● Activity
Among the entries below, find the lines with the word "RemirrorAction" and copy them.
◇ ◇ ◇ ◇
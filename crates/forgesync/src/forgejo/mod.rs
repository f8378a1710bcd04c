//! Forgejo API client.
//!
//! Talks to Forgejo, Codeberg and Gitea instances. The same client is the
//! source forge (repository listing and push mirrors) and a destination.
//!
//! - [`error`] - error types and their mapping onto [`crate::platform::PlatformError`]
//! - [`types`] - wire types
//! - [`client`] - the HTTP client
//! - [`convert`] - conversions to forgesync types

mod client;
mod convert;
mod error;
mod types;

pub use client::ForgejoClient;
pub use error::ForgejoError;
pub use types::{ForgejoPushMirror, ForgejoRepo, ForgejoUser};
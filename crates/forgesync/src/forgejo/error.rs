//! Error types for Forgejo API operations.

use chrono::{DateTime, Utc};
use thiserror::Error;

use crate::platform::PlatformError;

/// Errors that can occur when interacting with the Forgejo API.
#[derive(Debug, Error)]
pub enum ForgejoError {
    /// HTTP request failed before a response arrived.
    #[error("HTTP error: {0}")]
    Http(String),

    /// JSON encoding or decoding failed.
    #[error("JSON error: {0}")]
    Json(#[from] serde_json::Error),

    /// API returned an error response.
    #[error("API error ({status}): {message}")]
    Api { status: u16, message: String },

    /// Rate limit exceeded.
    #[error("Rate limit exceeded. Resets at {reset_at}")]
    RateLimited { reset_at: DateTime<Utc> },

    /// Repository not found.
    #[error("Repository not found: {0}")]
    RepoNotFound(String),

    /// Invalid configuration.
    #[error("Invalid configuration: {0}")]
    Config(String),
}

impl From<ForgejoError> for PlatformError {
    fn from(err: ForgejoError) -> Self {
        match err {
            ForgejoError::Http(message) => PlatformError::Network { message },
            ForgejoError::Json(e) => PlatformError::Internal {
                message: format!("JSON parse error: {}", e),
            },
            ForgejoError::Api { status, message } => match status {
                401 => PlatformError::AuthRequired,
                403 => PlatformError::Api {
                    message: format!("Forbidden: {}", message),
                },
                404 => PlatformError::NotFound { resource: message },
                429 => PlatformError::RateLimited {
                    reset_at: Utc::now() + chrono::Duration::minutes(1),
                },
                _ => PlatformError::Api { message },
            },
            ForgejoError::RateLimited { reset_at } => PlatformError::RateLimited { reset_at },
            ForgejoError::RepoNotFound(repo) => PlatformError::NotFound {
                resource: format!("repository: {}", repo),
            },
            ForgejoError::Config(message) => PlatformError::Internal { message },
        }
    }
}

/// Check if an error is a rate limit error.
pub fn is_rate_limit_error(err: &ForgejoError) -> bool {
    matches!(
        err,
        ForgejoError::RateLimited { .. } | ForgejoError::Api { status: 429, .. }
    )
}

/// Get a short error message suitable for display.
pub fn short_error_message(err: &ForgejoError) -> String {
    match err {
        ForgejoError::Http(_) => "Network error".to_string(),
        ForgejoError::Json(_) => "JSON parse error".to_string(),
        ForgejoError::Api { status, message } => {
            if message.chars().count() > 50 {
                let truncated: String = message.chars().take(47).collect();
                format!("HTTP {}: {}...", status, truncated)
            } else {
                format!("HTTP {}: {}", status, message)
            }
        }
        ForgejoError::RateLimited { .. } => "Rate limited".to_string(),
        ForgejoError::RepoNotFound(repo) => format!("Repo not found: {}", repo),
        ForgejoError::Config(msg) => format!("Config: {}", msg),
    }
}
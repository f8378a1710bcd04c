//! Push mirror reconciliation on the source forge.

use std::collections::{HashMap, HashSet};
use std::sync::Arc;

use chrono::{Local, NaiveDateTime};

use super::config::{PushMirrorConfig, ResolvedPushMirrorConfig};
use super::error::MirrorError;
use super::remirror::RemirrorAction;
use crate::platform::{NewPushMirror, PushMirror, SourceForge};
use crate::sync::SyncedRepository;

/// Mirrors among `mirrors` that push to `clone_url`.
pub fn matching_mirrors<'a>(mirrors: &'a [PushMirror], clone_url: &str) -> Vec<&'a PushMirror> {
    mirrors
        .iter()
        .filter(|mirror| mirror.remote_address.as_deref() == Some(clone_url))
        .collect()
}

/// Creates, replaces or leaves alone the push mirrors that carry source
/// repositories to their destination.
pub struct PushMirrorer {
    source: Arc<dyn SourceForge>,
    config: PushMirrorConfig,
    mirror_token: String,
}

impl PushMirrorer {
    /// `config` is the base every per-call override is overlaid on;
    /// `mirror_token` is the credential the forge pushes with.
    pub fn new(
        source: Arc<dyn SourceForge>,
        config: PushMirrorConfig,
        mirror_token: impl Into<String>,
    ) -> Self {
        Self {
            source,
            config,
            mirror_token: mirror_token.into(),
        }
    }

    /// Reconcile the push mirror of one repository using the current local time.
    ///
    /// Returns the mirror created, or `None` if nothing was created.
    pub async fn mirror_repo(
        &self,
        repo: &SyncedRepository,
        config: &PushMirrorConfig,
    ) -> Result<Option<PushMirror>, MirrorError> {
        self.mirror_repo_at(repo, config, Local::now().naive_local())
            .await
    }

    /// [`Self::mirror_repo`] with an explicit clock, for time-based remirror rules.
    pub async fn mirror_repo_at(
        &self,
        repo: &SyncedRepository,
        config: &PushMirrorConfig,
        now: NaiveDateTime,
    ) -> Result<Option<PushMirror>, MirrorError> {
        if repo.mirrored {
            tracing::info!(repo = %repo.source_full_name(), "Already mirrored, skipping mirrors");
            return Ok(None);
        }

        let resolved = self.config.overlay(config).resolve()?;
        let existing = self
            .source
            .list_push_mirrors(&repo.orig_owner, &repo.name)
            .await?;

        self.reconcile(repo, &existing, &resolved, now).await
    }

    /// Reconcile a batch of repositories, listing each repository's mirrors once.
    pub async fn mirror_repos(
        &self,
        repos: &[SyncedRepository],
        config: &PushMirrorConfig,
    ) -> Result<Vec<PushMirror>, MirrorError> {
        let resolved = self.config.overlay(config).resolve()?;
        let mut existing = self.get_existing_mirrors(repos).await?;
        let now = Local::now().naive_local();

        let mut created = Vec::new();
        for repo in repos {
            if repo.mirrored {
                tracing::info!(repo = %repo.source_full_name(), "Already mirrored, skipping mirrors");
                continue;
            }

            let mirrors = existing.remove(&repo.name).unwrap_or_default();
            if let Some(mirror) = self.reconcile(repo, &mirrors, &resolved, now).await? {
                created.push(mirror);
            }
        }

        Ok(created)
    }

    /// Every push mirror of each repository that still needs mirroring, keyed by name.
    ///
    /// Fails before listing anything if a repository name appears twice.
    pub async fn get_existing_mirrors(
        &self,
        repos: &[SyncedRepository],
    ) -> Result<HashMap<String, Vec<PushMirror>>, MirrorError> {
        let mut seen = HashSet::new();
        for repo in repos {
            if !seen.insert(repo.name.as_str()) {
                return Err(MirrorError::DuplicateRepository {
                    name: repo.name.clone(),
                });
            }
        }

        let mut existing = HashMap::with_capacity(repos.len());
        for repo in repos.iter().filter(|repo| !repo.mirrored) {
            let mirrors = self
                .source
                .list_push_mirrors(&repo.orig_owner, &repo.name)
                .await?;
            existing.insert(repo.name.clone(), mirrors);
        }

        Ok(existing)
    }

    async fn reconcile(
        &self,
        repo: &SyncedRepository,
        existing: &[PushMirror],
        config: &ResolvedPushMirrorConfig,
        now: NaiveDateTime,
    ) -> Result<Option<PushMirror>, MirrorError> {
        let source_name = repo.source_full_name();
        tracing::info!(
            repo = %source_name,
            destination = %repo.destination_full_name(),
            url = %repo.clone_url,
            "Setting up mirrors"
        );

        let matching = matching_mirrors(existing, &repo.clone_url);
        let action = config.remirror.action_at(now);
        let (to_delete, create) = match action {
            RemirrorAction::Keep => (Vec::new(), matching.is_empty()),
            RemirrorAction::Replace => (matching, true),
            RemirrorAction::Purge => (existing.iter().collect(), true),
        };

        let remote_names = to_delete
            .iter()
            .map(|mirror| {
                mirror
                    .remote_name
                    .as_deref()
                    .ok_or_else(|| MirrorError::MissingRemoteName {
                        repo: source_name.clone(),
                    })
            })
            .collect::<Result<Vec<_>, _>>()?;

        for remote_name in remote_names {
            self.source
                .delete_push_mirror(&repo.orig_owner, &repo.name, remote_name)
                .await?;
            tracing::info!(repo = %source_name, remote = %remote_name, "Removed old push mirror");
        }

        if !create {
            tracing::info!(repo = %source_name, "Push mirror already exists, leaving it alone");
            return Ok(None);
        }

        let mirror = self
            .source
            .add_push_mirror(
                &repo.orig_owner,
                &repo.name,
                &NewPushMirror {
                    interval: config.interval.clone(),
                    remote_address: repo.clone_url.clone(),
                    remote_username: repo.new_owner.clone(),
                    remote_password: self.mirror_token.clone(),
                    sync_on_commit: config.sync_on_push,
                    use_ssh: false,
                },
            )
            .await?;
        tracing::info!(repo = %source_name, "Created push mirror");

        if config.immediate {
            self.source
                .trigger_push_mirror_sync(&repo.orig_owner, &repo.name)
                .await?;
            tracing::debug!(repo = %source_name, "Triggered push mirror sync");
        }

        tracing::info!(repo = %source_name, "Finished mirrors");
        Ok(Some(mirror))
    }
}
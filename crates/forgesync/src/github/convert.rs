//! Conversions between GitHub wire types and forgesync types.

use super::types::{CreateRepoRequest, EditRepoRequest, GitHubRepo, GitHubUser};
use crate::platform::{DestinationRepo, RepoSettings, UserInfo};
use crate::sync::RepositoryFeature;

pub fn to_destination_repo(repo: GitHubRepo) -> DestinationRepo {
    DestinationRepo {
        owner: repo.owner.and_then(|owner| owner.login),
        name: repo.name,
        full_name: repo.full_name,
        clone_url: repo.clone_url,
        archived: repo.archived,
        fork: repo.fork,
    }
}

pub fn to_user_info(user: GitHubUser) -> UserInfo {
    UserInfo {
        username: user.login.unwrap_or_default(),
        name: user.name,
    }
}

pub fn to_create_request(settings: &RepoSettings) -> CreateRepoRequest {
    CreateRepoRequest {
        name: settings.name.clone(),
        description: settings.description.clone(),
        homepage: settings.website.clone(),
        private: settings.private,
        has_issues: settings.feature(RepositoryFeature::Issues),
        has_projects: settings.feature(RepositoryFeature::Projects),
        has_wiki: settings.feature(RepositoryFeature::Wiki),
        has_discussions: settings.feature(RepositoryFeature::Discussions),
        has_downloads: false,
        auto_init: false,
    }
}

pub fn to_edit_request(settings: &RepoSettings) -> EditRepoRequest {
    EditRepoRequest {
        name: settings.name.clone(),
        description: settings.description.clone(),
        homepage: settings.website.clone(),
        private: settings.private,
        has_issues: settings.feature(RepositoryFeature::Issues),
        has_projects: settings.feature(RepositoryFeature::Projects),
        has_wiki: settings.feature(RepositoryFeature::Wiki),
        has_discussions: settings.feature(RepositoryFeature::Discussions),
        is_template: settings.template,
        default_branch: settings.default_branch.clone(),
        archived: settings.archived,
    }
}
◇ ◇ ◇ ◇
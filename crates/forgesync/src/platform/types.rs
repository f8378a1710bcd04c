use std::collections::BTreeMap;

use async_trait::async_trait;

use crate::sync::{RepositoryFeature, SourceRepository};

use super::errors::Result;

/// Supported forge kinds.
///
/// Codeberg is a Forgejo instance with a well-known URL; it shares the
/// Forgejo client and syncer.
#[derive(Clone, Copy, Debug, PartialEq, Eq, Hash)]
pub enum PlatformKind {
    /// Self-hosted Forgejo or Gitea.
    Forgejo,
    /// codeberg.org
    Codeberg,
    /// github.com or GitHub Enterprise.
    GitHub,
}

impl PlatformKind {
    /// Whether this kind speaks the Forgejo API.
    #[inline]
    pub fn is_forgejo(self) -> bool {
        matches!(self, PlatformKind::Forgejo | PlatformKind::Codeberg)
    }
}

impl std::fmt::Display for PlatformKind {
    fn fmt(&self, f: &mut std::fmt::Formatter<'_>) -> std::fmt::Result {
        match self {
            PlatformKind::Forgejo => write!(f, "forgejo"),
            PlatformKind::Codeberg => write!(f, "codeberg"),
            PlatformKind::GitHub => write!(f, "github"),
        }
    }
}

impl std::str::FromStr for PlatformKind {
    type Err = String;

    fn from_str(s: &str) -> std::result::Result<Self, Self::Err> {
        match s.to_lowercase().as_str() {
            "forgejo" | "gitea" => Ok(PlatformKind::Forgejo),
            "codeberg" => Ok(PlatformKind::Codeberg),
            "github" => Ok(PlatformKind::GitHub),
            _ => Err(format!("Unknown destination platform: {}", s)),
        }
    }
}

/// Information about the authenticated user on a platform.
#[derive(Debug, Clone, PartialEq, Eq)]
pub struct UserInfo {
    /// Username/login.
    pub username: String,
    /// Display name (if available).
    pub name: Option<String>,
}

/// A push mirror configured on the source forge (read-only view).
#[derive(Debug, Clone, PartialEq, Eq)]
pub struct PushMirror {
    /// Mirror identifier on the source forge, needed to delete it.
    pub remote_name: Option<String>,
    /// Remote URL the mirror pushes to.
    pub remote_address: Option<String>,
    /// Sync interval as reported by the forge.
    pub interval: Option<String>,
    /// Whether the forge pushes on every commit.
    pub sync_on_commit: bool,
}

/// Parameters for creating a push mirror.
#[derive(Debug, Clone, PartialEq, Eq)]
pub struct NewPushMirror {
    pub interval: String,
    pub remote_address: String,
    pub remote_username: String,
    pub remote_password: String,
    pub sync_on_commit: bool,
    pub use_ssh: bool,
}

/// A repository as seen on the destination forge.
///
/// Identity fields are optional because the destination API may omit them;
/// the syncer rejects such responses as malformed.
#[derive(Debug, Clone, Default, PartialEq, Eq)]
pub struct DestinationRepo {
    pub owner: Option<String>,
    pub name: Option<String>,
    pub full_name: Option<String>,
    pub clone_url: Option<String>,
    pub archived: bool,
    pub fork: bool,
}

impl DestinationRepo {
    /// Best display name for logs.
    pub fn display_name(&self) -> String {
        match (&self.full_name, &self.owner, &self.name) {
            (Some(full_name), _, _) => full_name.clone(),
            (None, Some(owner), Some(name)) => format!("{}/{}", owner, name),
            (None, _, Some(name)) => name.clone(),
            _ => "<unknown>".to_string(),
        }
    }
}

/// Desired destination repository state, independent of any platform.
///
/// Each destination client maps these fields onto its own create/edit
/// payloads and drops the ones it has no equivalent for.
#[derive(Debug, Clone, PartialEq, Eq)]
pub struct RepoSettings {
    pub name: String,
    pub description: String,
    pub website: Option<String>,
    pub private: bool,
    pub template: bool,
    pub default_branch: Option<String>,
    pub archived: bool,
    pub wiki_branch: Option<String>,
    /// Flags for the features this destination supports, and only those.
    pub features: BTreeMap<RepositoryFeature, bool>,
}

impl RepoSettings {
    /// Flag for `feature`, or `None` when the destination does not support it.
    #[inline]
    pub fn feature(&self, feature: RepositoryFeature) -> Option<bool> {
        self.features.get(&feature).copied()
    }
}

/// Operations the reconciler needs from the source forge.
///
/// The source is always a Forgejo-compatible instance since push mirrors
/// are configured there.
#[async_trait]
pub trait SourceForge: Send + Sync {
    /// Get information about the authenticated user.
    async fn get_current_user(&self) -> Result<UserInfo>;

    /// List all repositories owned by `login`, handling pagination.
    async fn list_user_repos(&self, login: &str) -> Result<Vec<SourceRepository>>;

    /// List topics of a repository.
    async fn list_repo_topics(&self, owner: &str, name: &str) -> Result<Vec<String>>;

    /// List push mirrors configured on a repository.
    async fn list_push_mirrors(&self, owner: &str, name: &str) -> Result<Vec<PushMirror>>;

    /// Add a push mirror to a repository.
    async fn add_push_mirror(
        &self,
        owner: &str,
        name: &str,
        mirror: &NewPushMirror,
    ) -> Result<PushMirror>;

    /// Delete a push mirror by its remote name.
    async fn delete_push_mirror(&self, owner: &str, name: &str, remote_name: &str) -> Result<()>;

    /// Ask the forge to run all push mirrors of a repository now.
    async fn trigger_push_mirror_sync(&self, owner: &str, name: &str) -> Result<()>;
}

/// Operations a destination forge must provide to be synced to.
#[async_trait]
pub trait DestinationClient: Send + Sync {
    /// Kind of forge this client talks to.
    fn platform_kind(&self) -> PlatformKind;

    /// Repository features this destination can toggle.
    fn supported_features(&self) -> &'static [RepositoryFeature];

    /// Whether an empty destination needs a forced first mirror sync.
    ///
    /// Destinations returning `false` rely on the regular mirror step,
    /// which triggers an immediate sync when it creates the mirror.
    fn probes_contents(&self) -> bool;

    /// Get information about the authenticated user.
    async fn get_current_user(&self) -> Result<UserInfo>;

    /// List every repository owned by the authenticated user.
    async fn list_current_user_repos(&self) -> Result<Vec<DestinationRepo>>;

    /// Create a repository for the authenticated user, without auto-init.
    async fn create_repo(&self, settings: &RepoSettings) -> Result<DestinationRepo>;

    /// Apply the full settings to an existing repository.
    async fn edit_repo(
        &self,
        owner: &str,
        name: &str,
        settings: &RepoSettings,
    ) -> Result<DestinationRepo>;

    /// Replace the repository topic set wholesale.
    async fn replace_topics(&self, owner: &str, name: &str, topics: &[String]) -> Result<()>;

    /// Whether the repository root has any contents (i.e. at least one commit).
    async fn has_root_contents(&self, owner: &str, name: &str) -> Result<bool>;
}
◇ ◇ ◇ ◇
● Answer for this exercise
use super::remirror::RemirrorAction;
            RemirrorAction::Keep => (Vec::new(), matching.is_empty()),
            RemirrorAction::Replace => (matching, true),
            RemirrorAction::Purge => (existing.iter().collect(), true),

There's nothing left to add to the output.